Of course, more than 50,000 people will be running 26.2 miles this Sunday in the New York City Marathon. Some will battle with the crude, critical voices in their heads, telling them they're not good enough to cross the finish line. Others will deal with the physical challenges that come with treading imperfect concrete streets for several consecutive hours. Most will learn something about themselves and about life.

At times, we all have to lace up our sneakers to brave the daunting literal or figurative miles ahead of us. Below, find nine takeaways from running that might help you go the distance a little more comfortably:

1. You are stronger than you think you are.

The body and the mind are capable of some incredible things, be it 26-plus miles or something entirely unrelated, like the end of a 26-year relationship. If you think about the hardest thing you've ever gone through, take an extra minute to remember you actually did get through it. That's huge.

2. If you don't fuel the right way, you're going to hit the wall.
What runners call "hitting the wall" refers to the depletion of important nutrients and chemicals when the body and muscles are fatigued to extreme. It happens when you don't properly train or eat. In the bigger scheme of life, anyone can hit the wall if they don't appropriately fuel: Practice that extra hour, study for a day longer and get some sleep, for goodness sake. If you want to succeed, self-care is key.

3. Failure is 100 percent probable if you aren't willing to try.

Wayne Gretzky said it best: "You miss 100 percent of the shots you don’t take." If you don't sign up for the marathon, you will absolutely not complete it. Fear of failure is one of the more dangerous phobias out there: It might be the only fear that guarantees a roadblock to success in all facets of your life. (Fear of clowns might just mean you'll have to skip out on a few birthday parties.)

4. What goes up must come down.
Hills, man. They can make your legs feel like lead and materialize as haunting voices that are trying to convince you to give up. But if you're able to power through them, you'll be rewarded with the liberating experience of soaring downhill, weightlessly. You'll know that the climb was worth it once you catch your breath at the top.

5. It's about the journey, not the destination.

Yes, the finish line can feel really F-ing good.
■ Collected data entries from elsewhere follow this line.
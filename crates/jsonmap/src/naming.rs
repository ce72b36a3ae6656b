//! Property naming policies for structured values.
//!
//! A policy only ever renames the declared field names of a [`Structured`](crate::Structured)
//! record. Keys of a [`Mapping`](crate::Mapping) are data and are always written verbatim.

use std::borrow::Cow;

#[derive(Debug, Clone, Copy, Default)]
pub enum NamingPolicy {
    /// Field names are written as declared
    #[default]
    Verbatim,
    /// `first_name` / `FirstName` -> `firstName`
    CamelCase,
    /// Plain lowercasing, no word splitting
    LowerCase,
    /// `FirstName` -> `first_name`
    SnakeCase,
    /// `FirstName` -> `first-name`
    KebabCase,
    /// Caller-supplied conversion; must be pure
    Custom(fn(&str) -> String),
}

impl NamingPolicy {
    pub fn convert<'a>(&self, name: &'a str) -> Cow<'a, str> {
        match self {
            NamingPolicy::Verbatim => Cow::Borrowed(name),
            NamingPolicy::CamelCase => Cow::Owned(to_camel_case(name)),
            NamingPolicy::LowerCase => {
                if name.chars().any(char::is_uppercase) {
                    Cow::Owned(name.to_lowercase())
                } else {
                    Cow::Borrowed(name)
                }
            }
            NamingPolicy::SnakeCase => Cow::Owned(join_lower(name, '_')),
            NamingPolicy::KebabCase => Cow::Owned(join_lower(name, '-')),
            NamingPolicy::Custom(f) => Cow::Owned(f(name)),
        }
    }
}

/// Split an identifier into words on separators and case boundaries.
/// `URLValue` splits as `URL`, `Value`; `first_name2` as `first`, `name2`.
fn split_words(name: &str) -> Vec<&str> {
    let mut words = Vec::new();
    let chars: Vec<(usize, char)> = name.char_indices().collect();
    let mut start: Option<usize> = None;
    for (i, &(pos, c)) in chars.iter().enumerate() {
        if matches!(c, '_' | '-' | ' ') {
            if let Some(s) = start.take() {
                words.push(&name[s..pos]);
            }
            continue;
        }
        match start {
            None => start = Some(pos),
            Some(s) => {
                let prev = chars[i - 1].1;
                let next_is_lower = chars.get(i + 1).is_some_and(|&(_, n)| n.is_lowercase());
                let boundary = c.is_uppercase()
                    && (prev.is_lowercase()
                        || prev.is_ascii_digit()
                        || (prev.is_uppercase() && next_is_lower));
                if boundary {
                    words.push(&name[s..pos]);
                    start = Some(pos);
                }
            }
        }
    }
    if let Some(s) = start {
        words.push(&name[s..]);
    }
    words
}

fn to_camel_case(name: &str) -> String {
    let mut out = String::with_capacity(name.len());
    for (idx, word) in split_words(name).into_iter().enumerate() {
        if idx == 0 {
            out.push_str(&word.to_lowercase());
            continue;
        }
        let mut chars = word.chars();
        if let Some(first) = chars.next() {
            out.extend(first.to_uppercase());
            out.push_str(&chars.as_str().to_lowercase());
        }
    }
    out
}

fn join_lower(name: &str, sep: char) -> String {
    let mut out = String::with_capacity(name.len() + 4);
    for (idx, word) in split_words(name).into_iter().enumerate() {
        if idx > 0 {
            out.push(sep);
        }
        out.push_str(&word.to_lowercase());
    }
    out
}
Especially when you know there's a waffle-filled brunch to follow. But as much as you might want to check something off your to-do list, the process is really important. It'll teach you how to do better next time, what mistakes to avoid in the future and that, again, you can tread through the tough stuff. Don't forget to smell the daintily-planted roses while you're running First Avenue; if you speed through it all, you might not even notice they were planted.

6. If this were easy, everyone would be doing it.
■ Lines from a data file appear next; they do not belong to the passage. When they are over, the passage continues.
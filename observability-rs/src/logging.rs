//! # Internal Diagnostics
//!
//! `tracing` subscriber setup for the crate's own diagnostics (suppressed
//! duplicates, collaborator failures, tracker panics). Application log
//! lines go through [`crate::logger::Logger`] and never depend on this.

use std::sync::atomic::{AtomicBool, Ordering};
use serde::{Serialize, Deserialize};
use tracing_subscriber::{fmt, EnvFilter, layer::SubscriberExt, Registry};
use tracing_appender::rolling::{RollingFileAppender, Rotation};
use tracing_appender::non_blocking::NonBlocking;
use config_rs::RuntimeEnv;
use crate::level::LogLevel;
use crate::types::{Error, Result};

static TRACING_INITIALIZED: AtomicBool = AtomicBool::new(false);

/// Configuration for the diagnostics subscriber
#[derive(Debug, Clone, Serialize, Deserialize)]
pub struct TracingConfig {
    /// Default directive when `RUST_LOG` is unset
    pub level: String,
    /// Used as the log file name prefix
    pub service_name: String,
    pub json_format: bool,
    /// Writes a daily-rotated file in addition to stdout
    pub file_output: bool,
    pub log_dir: Option<String>,
}

impl Default for TracingConfig {
    fn default() -> Self {
        Self {
            level: "info".to_string(),
            service_name: "observability".to_string(),
            json_format: false,
            file_output: false,
            log_dir: None,
        }
    }
}

impl TracingConfig {
    /// JSON in production, text elsewhere, at the environment's log level
    pub fn for_env(env: &RuntimeEnv) -> Self {
        Self {
            level: LogLevel::from_runtime_env(env).as_str().to_string(),
            json_format: env.is_production(),
            ..Self::default()
        }
    }
}

/// Installs the global `tracing` subscriber. Later calls are no-ops.
pub fn init_tracing(config: Option<TracingConfig>) -> Result<()> {
    // The first caller claims installation; concurrent and later callers are no-ops
    if TRACING_INITIALIZED
        .compare_exchange(false, true, Ordering::SeqCst, Ordering::SeqCst)
        .is_err()
    {
        return Ok(());
    }

    let config = config.unwrap_or_default();

    let filter = EnvFilter::try_from_default_env()
        .unwrap_or_else(|_| EnvFilter::new(&config.level));

    let json_layer = config.json_format.then(|| {
        fmt::layer()
            .json()
            .flatten_event(true)
            .with_current_span(true)
            .with_target(true)
    });
    let text_layer = (!config.json_format).then(|| fmt::layer().with_target(true));

    let file_layer = match (&config.log_dir, config.file_output) {
        (Some(log_dir), true) => {
            let appender = RollingFileAppender::new(
                Rotation::DAILY,
                log_dir,
                format!("{}.log", config.service_name),
            );
            let (writer, guard) = NonBlocking::new(appender);
            // Flushes on drop; must live as long as the process
            Box::leak(Box::new(guard));
            Some(fmt::layer().with_writer(writer).with_ansi(false))
        }
        _ => None,
    };

    let subscriber = Registry::default()
        .with(filter)
        .with(json_layer)
        .with(text_layer)
        .with(file_layer);

    if let Err(e) = tracing::subscriber::set_global_default(subscriber) {
        TRACING_INITIALIZED.store(false, Ordering::SeqCst);
        return Err(Error::Initialization(format!("Failed to set global subscriber: {}", e)));
    }

    tracing::debug!(
        service = %config.service_name,
        level = %config.level,
        json = config.json_format,
        "Diagnostics tracing initialized"
    );

    Ok(())
}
The fact that you're taking on this challenge is part of what makes you strong.

7. We all have something in common.
All 50,000 runners in the New York City Marathon share some desire to run. The reasons for signing up differ from person to person: One runner may be trying to run all 26.2 miles in two hours, while another might take it slower, allowing himself to feel like each mile he conquers reflects the cancer he beat. The point is that our humanity puts us all on the same wavelength, and that's crucial to remember before we let a stranger become an enemy over something trite.

8. Age is just a freaking number.

Faruja Singh ran his last marathon at 101 years old. And you're going to let a couple of crow's feet stop you from doing something great? As if.

9. Breathe.

Inhale, exhale. It's what gives you life.